* Source data *
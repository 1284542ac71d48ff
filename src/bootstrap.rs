//! One-time checks run before a session starts streaming, grounded on
//! `original_source/Slave.cpp` (`check_master_version`, `check_slave_gtid_mode`,
//! `get_last_binlog_pos`, `generate_unique_id`) and spec §4.8. All failures
//! here are bootstrap-fatal and propagate straight to the embedder.

use crate::errors::BootstrapError;
use crate::field::{Field, IntWidth};
use crate::position::Position;
use crate::table::Column;
use crate::transport::Transport;

/// `major*10000 + minor*100 + patch`, the same encoding
/// `original_source/Slave.cpp` uses to compare against its `50123` floor.
const MIN_SUPPORTED_VERSION: u32 = 50123;
const OLD_TEMPORAL_STORAGE_CEILING: u32 = 50604;

fn first_column(rows: &[Vec<Option<String>>], row: usize, column: &'static str) -> Result<String, BootstrapError> {
    rows.get(row)
        .and_then(|r| r.first())
        .and_then(|v| v.clone())
        .ok_or(BootstrapError::MissingColumn(column))
}

/// Parse a MySQL `VERSION()` string's leading `%d.%d.%d` into the encoded
/// `major*10000+minor*100+patch` form. Ignores any trailing build suffix
/// (e.g. `-log`, `-MariaDB`).
fn parse_version(raw: &str) -> Result<u32, BootstrapError> {
    let mut parts = raw.splitn(3, '.');
    let major: u32 = parts
        .next()
        .ok_or_else(|| BootstrapError::UnparseableVersion(raw.to_owned()))?
        .parse()
        .map_err(|_| BootstrapError::UnparseableVersion(raw.to_owned()))?;
    let minor: u32 = parts
        .next()
        .ok_or_else(|| BootstrapError::UnparseableVersion(raw.to_owned()))?
        .parse()
        .map_err(|_| BootstrapError::UnparseableVersion(raw.to_owned()))?;
    let patch_str = parts
        .next()
        .ok_or_else(|| BootstrapError::UnparseableVersion(raw.to_owned()))?;
    let patch_digits: String = patch_str.chars().take_while(|c| c.is_ascii_digit()).collect();
    let patch: u32 = patch_digits
        .parse()
        .map_err(|_| BootstrapError::UnparseableVersion(raw.to_owned()))?;
    Ok(major * 10000 + minor * 100 + patch)
}

/// Whether temporal fields (`TIME`/`DATETIME`/`TIMESTAMP`) on this master use
/// the pre-5.6.4 storage format. Returns `true` below `OLD_TEMPORAL_STORAGE_CEILING`.
pub fn is_old_temporal_storage(encoded_version: u32) -> bool {
    encoded_version < OLD_TEMPORAL_STORAGE_CEILING
}

/// `SELECT VERSION()`; fails if below the minimum supported release.
/// Returns the encoded version, for [`is_old_temporal_storage`].
pub fn check_master_version<T: Transport>(transport: &mut T) -> Result<u32, BootstrapError> {
    let rows = transport.query("SELECT VERSION()")?;
    let raw = first_column(&rows, 0, "VERSION()")?;
    let encoded = parse_version(&raw)?;
    if encoded < MIN_SUPPORTED_VERSION {
        return Err(BootstrapError::VersionTooOld(raw));
    }
    Ok(encoded)
}

/// Apply a master's temporal-storage epoch to every field of a freshly
/// bootstrapped table's column list (spec §4.8).
pub fn apply_temporal_storage(columns: &mut [Column], old_storage: bool) {
    for column in columns.iter_mut() {
        column.field = column.field.clone().with_old_storage(old_storage);
    }
}

/// `SHOW GLOBAL VARIABLES LIKE 'binlog_format'` must be `ROW`.
pub fn check_master_binlog_format<T: Transport>(transport: &mut T) -> Result<(), BootstrapError> {
    let rows = transport.query("SHOW GLOBAL VARIABLES LIKE 'binlog_format'")?;
    let value = rows.first()
        .and_then(|r| r.get(1))
        .and_then(|v| v.clone())
        .ok_or(BootstrapError::MissingColumn("Value"))?;
    if !value.eq_ignore_ascii_case("ROW") {
        return Err(BootstrapError::NotRowFormat(value));
    }
    Ok(())
}

/// `SHOW GLOBAL VARIABLES LIKE 'gtid_mode'`, returning the raw value
/// (`ON`/`OFF`/`ON_PERMISSIVE`/`OFF_PERMISSIVE`).
pub fn read_gtid_mode<T: Transport>(transport: &mut T) -> Result<String, BootstrapError> {
    let rows = transport.query("SHOW GLOBAL VARIABLES LIKE 'gtid_mode'")?;
    rows.first()
        .and_then(|r| r.get(1))
        .and_then(|v| v.clone())
        .ok_or(BootstrapError::MissingColumn("Value"))
}

/// If the slave is configured to use GTIDs, the master must have GTIDs
/// enabled too (spec §4.8: "slave GTID enabled while master GTID OFF is
/// bootstrap-fatal").
pub fn check_gtid_modes<T: Transport>(
    transport: &mut T,
    slave_gtid_enabled: bool,
) -> Result<(), BootstrapError> {
    if !slave_gtid_enabled {
        return Ok(());
    }
    let master_mode = read_gtid_mode(transport)?;
    if !master_mode.eq_ignore_ascii_case("ON") {
        return Err(BootstrapError::MasterGtidDisabled(master_mode));
    }
    Ok(())
}

/// `SHOW MASTER STATUS`, seeding the starting [`Position`].
pub fn get_last_binlog_pos<T: Transport>(transport: &mut T) -> Result<Position, BootstrapError> {
    let rows = transport.query("SHOW MASTER STATUS")?;
    let log_name = first_column(&rows, 0, "File")?;
    let pos_str = rows.first()
        .and_then(|r| r.get(1))
        .and_then(|v| v.clone())
        .ok_or(BootstrapError::MissingColumn("Position"))?;
    let log_pos: u64 = pos_str
        .parse()
        .map_err(|_| BootstrapError::MissingColumn("Position"))?;
    let mut position = Position::new();
    position.log_name = log_name;
    position.log_pos = log_pos;
    if let Some(executed_gtids) = rows.first().and_then(|r| r.get(4)).and_then(|v| v.clone()) {
        if !executed_gtids.is_empty() {
            let _ = position.parse_gtid(&executed_gtids);
        }
    }
    Ok(position)
}

/// `SHOW SLAVE HOSTS`, returning every currently-registered slave server id.
pub fn list_registered_slave_ids<T: Transport>(transport: &mut T) -> Result<Vec<u32>, BootstrapError> {
    let rows = transport.query("SHOW SLAVE HOSTS")?;
    Ok(rows
        .iter()
        .filter_map(|r| r.first().and_then(|v| v.clone()))
        .filter_map(|s| s.parse::<u32>().ok())
        .collect())
}

/// Pick a server id for `COM_REGISTER_SLAVE`, starting from `seed` and
/// incrementing until it doesn't collide with any already-registered slave.
pub fn generate_slave_id<T: Transport>(transport: &mut T, seed: u32) -> Result<u32, BootstrapError> {
    let taken = list_registered_slave_ids(transport)?;
    let mut candidate = seed;
    while taken.contains(&candidate) {
        candidate = candidate.wrapping_add(1);
    }
    Ok(candidate)
}

/// Map a `SHOW FULL COLUMNS` `Type` cell (e.g. `varchar(255)`, `decimal(10,2)
/// unsigned`, `int(11)`) to a [`Field`]. Unrecognized types fall back to
/// `Blob`, matching `original_source/Slave.cpp`'s conservative handling of
/// types it doesn't specifically decode.
fn field_from_type_string(type_str: &str) -> Field {
    let lower = type_str.to_ascii_lowercase();
    let unsigned = lower.contains("unsigned");
    let base = lower.split(['(', ' ']).next().unwrap_or("");
    match base {
        "tinyint" => Field::Integer { width: IntWidth::Tiny, unsigned },
        "smallint" => Field::Integer { width: IntWidth::Short, unsigned },
        "mediumint" => Field::Integer { width: IntWidth::Medium, unsigned },
        "int" | "integer" => Field::Integer { width: IntWidth::Long, unsigned },
        "bigint" => Field::Integer { width: IntWidth::LongLong, unsigned },
        "float" => Field::Float,
        "double" => Field::Double,
        "decimal" | "numeric" => {
            let (precision, scale) = parse_precision_scale(&lower).unwrap_or((10, 0));
            Field::Decimal { precision, scale }
        }
        "year" => Field::Year,
        "date" => Field::Date,
        "time" => Field::Time { is_old_storage: false },
        "datetime" => Field::DateTime { is_old_storage: false },
        "timestamp" => Field::Timestamp { is_old_storage: false },
        "enum" => Field::Enum,
        "set" => Field::Set,
        "bit" => Field::Bit,
        "char" | "varchar" | "text" | "mediumtext" | "longtext" | "tinytext" => {
            Field::VarChar { collation: 0 }
        }
        _ => Field::Blob,
    }
}

fn parse_precision_scale(type_str: &str) -> Option<(u8, u8)> {
    let open = type_str.find('(')?;
    let close = type_str.find(')')?;
    let mut parts = type_str[open + 1..close].split(',');
    let precision: u8 = parts.next()?.trim().parse().ok()?;
    let scale: u8 = parts.next().unwrap_or("0").trim().parse().ok()?;
    Some((precision, scale))
}

/// `SHOW FULL COLUMNS FROM tbl IN db`, mapped to the table's new column list
/// after a DDL rebuild (spec §6).
pub fn describe_table<T: Transport>(
    transport: &mut T,
    db: &str,
    table: &str,
) -> Result<Vec<Column>, BootstrapError> {
    let rows = transport.query(&format!("SHOW FULL COLUMNS FROM `{}` IN `{}`", table, db))?;
    rows.iter()
        .map(|row| {
            let name = row.first()
                .and_then(|v| v.clone())
                .ok_or(BootstrapError::MissingColumn("Field"))?;
            let type_str = row
                .get(1)
                .and_then(|v| v.clone())
                .ok_or(BootstrapError::MissingColumn("Type"))?;
            Ok(Column {
                name,
                field: field_from_type_string(&type_str),
            })
        })
        .collect()
}

#[cfg(test)]
mod tests {
    use super::*;
    use crate::transport::mock::MockTransport;

    #[test]
    fn parse_version_encodes_major_minor_patch() {
        assert_eq!(parse_version("5.7.26").unwrap(), 50726);
        assert_eq!(parse_version("5.6.3-log").unwrap(), 50603);
    }

    #[test]
    fn is_old_temporal_storage_boundary() {
        assert!(is_old_temporal_storage(50603));
        assert!(!is_old_temporal_storage(50604));
    }

    #[test]
    fn check_master_version_rejects_too_old() {
        let mut t = MockTransport::new().with_query(
            "SELECT VERSION()",
            vec![vec![Some("5.0.99".to_owned())]],
        );
        let err = check_master_version(&mut t).unwrap_err();
        assert!(matches!(err, BootstrapError::VersionTooOld(_)));
    }

    #[test]
    fn check_master_version_accepts_supported() {
        let mut t = MockTransport::new().with_query(
            "SELECT VERSION()",
            vec![vec![Some("5.7.26-log".to_owned())]],
        );
        assert_eq!(check_master_version(&mut t).unwrap(), 50726);
    }

    #[test]
    fn check_master_binlog_format_rejects_statement() {
        let mut t = MockTransport::new().with_query(
            "SHOW GLOBAL VARIABLES LIKE 'binlog_format'",
            vec![vec![Some("binlog_format".to_owned()), Some("STATEMENT".to_owned())]],
        );
        assert!(check_master_binlog_format(&mut t).is_err());
    }

    #[test]
    fn check_gtid_modes_fatal_when_master_disabled() {
        let mut t = MockTransport::new().with_query(
            "SHOW GLOBAL VARIABLES LIKE 'gtid_mode'",
            vec![vec![Some("gtid_mode".to_owned()), Some("OFF".to_owned())]],
        );
        let err = check_gtid_modes(&mut t, true).unwrap_err();
        assert!(matches!(err, BootstrapError::MasterGtidDisabled(_)));
    }

    #[test]
    fn check_gtid_modes_skipped_when_slave_not_gtid() {
        let mut t = MockTransport::new();
        assert!(check_gtid_modes(&mut t, false).is_ok());
    }

    #[test]
    fn get_last_binlog_pos_seeds_position() {
        let mut t = MockTransport::new().with_query(
            "SHOW MASTER STATUS",
            vec![vec![
                Some("mysql-bin.000003".to_owned()),
                Some("154".to_owned()),
                None,
                None,
                Some("".to_owned()),
            ]],
        );
        let pos = get_last_binlog_pos(&mut t).unwrap();
        assert_eq!(pos.log_name, "mysql-bin.000003");
        assert_eq!(pos.log_pos, 154);
    }

    #[test]
    fn describe_table_maps_common_column_types() {
        let mut t = MockTransport::new().with_query(
            "SHOW FULL COLUMNS FROM `t` IN `db`",
            vec![
                vec![Some("id".to_owned()), Some("int(11)".to_owned())],
                vec![Some("price".to_owned()), Some("decimal(10,2) unsigned".to_owned())],
                vec![Some("name".to_owned()), Some("varchar(255)".to_owned())],
            ],
        );
        let columns = describe_table(&mut t, "db", "t").unwrap();
        assert_eq!(columns[0].field, Field::Integer { width: IntWidth::Long, unsigned: false });
        assert_eq!(columns[1].field, Field::Decimal { precision: 10, scale: 2 });
        assert_eq!(columns[2].field, Field::VarChar { collation: 0 });
    }

    #[test]
    fn generate_slave_id_increments_past_collisions() {
        let mut t = MockTransport::new().with_query(
            "SHOW SLAVE HOSTS",
            vec![vec![Some("7".to_owned())], vec![Some("8".to_owned())]],
        );
        assert_eq!(generate_slave_id(&mut t, 7).unwrap(), 9);
    }
}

* Prompt *
Check each line of the listing above, and copy it if it contains the word "starting".

* Exercise solution *
/// `SHOW MASTER STATUS`, seeding the starting [`Position`].
/// Pick a server id for `COM_REGISTER_SLAVE`, starting from `seed` and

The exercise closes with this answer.